The Pen Company of America (PCA) is another family-owned firm that’s bullish on domestic manufacturing. The Garwood, NJ, company has been in business since 1928. Today, it mass-produces a wide variety of writing instruments, including pens and industrial markers, in a 50,000-square-foot factory that’s highly automated.

“We have never manufactured products outside the United States,” claims Colleen Shea, vice president of sales at PCA, who runs the company along with her father and two brothers.


Automation enables U.S. manufacturers to go head to head with offshore competition. Photo courtesy Pen Company of Americaautomation

Automation enables U.S. manufacturers to go head to head with offshore competition. Photo courtesy Pen Company of America

“As a fourth-generation writing instrument manufacturer, we have always worked hard to keep all our production domestic,” explains Shea. “Many of our pens are customized for the promotional industry.

“In that arena, we are the only manufacturer whose entire line of metal and plastic pens is domestically made,” explains Shea. “While others moved offshore over the last few decades, we have dedicated our time, energy and resources to find creative ways to keep manufacturing in America.”

The company produces around 30 different styles of pens and markers. In addition, it makes internal metal components for other companies, such as Fisher Space Pen Co., which assembles its specialty products in Boulder City, NV. PCA also molds plastic parts that a medical device firm uses to produce surgical skin markers.

“The majority of our business involves custom-made pens that are used for promotional purposes,” says Shea. “They contain unique customer names, logos, colors and designs. We supply everyone from large banks to small mom-and-pop coffee shops.

“We are vertically integrated,” Shea points out. “We do all of our plastic-injection molding in-house, in addition to making the metal writing cartridges. We also do all printing, laser engraving and decorating ourselves. We even make our own springs, and we produce our own heat-transfer film, which is used for decorating pen barrels.”

PCA operates three assembly lines that mass-produce an average of 30,000 pens a shift or as many as 300,000 units a week.

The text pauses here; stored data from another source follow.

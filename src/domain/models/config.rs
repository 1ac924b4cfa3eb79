use serde::{Deserialize, Serialize};

use super::completion::LlmSettings;

/// Main configuration structure for sleuth
#[derive(Debug, Clone, Serialize, Deserialize)]
#[serde(rename_all = "snake_case")]
pub struct Config {
    /// Root directory for the memory bank and worktrees
    #[serde(default = "default_data_root")]
    pub data_root: String,

    /// Macro-cycle budgets
    #[serde(default)]
    pub supervisor: SupervisorConfig,

    /// Trial worker budgets and isolation
    #[serde(default)]
    pub trial: TrialConfig,

    /// Backend used for orientation
    #[serde(default)]
    pub supervisor_llm: LlmSettings,

    /// Backend used by trial workers
    #[serde(default)]
    pub worker_llm: LlmSettings,

    /// Logging configuration
    #[serde(default)]
    pub logging: LoggingConfig,

    /// Rate limiting configuration
    #[serde(default)]
    pub rate_limit: RateLimitConfig,

    /// Retry policy configuration
    #[serde(default)]
    pub retry: RetryConfig,
}

fn default_data_root() -> String {
    ".sleuth".to_string()
}

impl Default for Config {
    fn default() -> Self {
        Self {
            data_root: default_data_root(),
            supervisor: SupervisorConfig::default(),
            trial: TrialConfig::default(),
            supervisor_llm: LlmSettings::default(),
            worker_llm: LlmSettings::default(),
            logging: LoggingConfig::default(),
            rate_limit: RateLimitConfig::default(),
            retry: RetryConfig::default(),
        }
    }
}

#[derive(Debug, Clone, Serialize, Deserialize)]
#[serde(rename_all = "snake_case")]
pub struct SupervisorConfig {
    /// Iterations before giving up with "no solution found"
    #[serde(default = "default_max_iterations")]
    pub max_iterations: u32,

    /// Upper bound on hypotheses tested per iteration
    #[serde(default = "default_max_trials_per_iteration")]
    pub max_trials_per_iteration: usize,
}

const fn default_max_iterations() -> u32 {
    3
}

const fn default_max_trials_per_iteration() -> usize {
    3
}

impl Default for SupervisorConfig {
    fn default() -> Self {
        Self {
            max_iterations: default_max_iterations(),
            max_trials_per_iteration: default_max_trials_per_iteration(),
        }
    }
}

/// How trial workers are isolated from each other.
#[derive(Debug, Clone, Copy, PartialEq, Eq, Serialize, Deserialize)]
#[serde(rename_all = "lowercase")]
pub enum IsolationMode {
    /// One OS process per trial
    Process,
    /// One tokio task per trial
    Task,
}

#[derive(Debug, Clone, Serialize, Deserialize)]
#[serde(rename_all = "snake_case")]
pub struct TrialConfig {
    /// Wall-clock ceiling per trial worker
    #[serde(default = "default_trial_timeout_secs")]
    pub timeout_secs: u64,

    /// Delay between model turns
    #[serde(default = "default_turn_delay_ms")]
    pub turn_delay_ms: u64,

    /// Extra time a worker gets past its ceiling before it is reaped
    #[serde(default = "default_reap_grace_secs")]
    pub reap_grace_secs: u64,

    #[serde(default = "default_isolation")]
    pub isolation: IsolationMode,

    /// Binary re-executed for process isolation; defaults to the running executable
    #[serde(default)]
    pub worker_binary: Option<String>,
}

const fn default_trial_timeout_secs() -> u64 {
    900
}

const fn default_turn_delay_ms() -> u64 {
    1000
}

const fn default_reap_grace_secs() -> u64 {
    10
}

const fn default_isolation() -> IsolationMode {
    IsolationMode::Process
}

impl Default for TrialConfig {
    fn default() -> Self {
        Self {
            timeout_secs: default_trial_timeout_secs(),
            turn_delay_ms: default_turn_delay_ms(),
            reap_grace_secs: default_reap_grace_secs(),
            isolation: default_isolation(),
            worker_binary: None,
        }
    }
}

/// Logging configuration
#[derive(Debug, Clone, Serialize, Deserialize)]
#[serde(rename_all = "snake_case")]
pub struct LoggingConfig {
    /// Log level: trace, debug, info, warn, error
    #[serde(default = "default_log_level")]
    pub level: String,

    /// Log format: json or pretty
    #[serde(default = "default_log_format")]
    pub format: String,

    /// Directory for rotated log files; stderr only when unset
    #[serde(default)]
    pub log_dir: Option<String>,

    /// Number of days to retain logs
    #[serde(default = "default_retention_days")]
    pub retention_days: u32,
}

fn default_log_level() -> String {
    "info".to_string()
}

fn default_log_format() -> String {
    "pretty".to_string()
}

const fn default_retention_days() -> u32 {
    30
}

impl Default for LoggingConfig {
    fn default() -> Self {
        Self {
            level: default_log_level(),
            format: default_log_format(),
            log_dir: None,
            retention_days: default_retention_days(),
        }
    }
}

/// Rate limiting configuration
#[derive(Debug, Clone, Serialize, Deserialize)]
#[serde(rename_all = "snake_case")]
pub struct RateLimitConfig {
    /// Requests per second allowed
    #[serde(default = "default_requests_per_second")]
    pub requests_per_second: f64,

    /// Burst size for token bucket
    #[serde(default = "default_burst_size")]
    pub burst_size: u32,
}

const fn default_requests_per_second() -> f64 {
    2.0
}

const fn default_burst_size() -> u32 {
    5
}

impl Default for RateLimitConfig {
    fn default() -> Self {
        Self {
            requests_per_second: default_requests_per_second(),
            burst_size: default_burst_size(),
        }
    }
}

/// Retry policy configuration
#[derive(Debug, Clone, Serialize, Deserialize)]
#[serde(rename_all = "snake_case")]
pub struct RetryConfig {
    /// Maximum number of retry attempts
    #[serde(default = "default_max_retries")]
    pub max_retries: u32,

    /// Initial backoff delay in milliseconds
    #[serde(default = "default_initial_backoff_ms")]
    pub initial_backoff_ms: u64,

    /// Maximum backoff delay in milliseconds
    #[serde(default = "default_max_backoff_ms")]
    pub max_backoff_ms: u64,
}

const fn default_max_retries() -> u32 {
    3
}

const fn default_initial_backoff_ms() -> u64 {
    1000
}

const fn default_max_backoff_ms() -> u64 {
    30_000
}

impl Default for RetryConfig {
    fn default() -> Self {
        Self {
            max_retries: default_max_retries(),
            initial_backoff_ms: default_initial_backoff_ms(),
            max_backoff_ms: default_max_backoff_ms(),
        }
    }
}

“All our metal pens have ‘USA’ embossed in them,” says Shea. “All our plastic pens have ‘USA’ molded into them. Our standard, gift and executive boxes all indicate ‘Made in the USA.’ Even the boxes themselves are made domestically.”

A typical plastic pen consists of six main components, including the barrel, writing cartridge, a plunger and ratchet mechanism, a spring, a tip and a clip. Metal pens are more complex and contain up to 14 components.

“All of our production processes are automated, including robots for assembly and pick-and-place applications,” says Shea. “Automation plays an important role in keeping our pricing stable and constant. That’s the only way we can compete with imported products.


The writing instrument industry is very competitive, because pens are a commodity product,” explains Shea. “We pride ourselves on high quality and fast delivery times.

“A lot of metal pen companies have moved production offshore, including our biggest competitor,” notes Shea. “Unlike those companies, most of our products are delivered within seven to 10 business days.

pen production line

The writing instrument industry is very competitive, because pens are a commodity product. Photo courtesy Pen Company of America

“Another thing that sets us apart is customer service,” claims Shea. “Many small companies in our industry have been bought up by larger firms that moved customer service offshore. We are more nimble and have a definite advantage in that regard.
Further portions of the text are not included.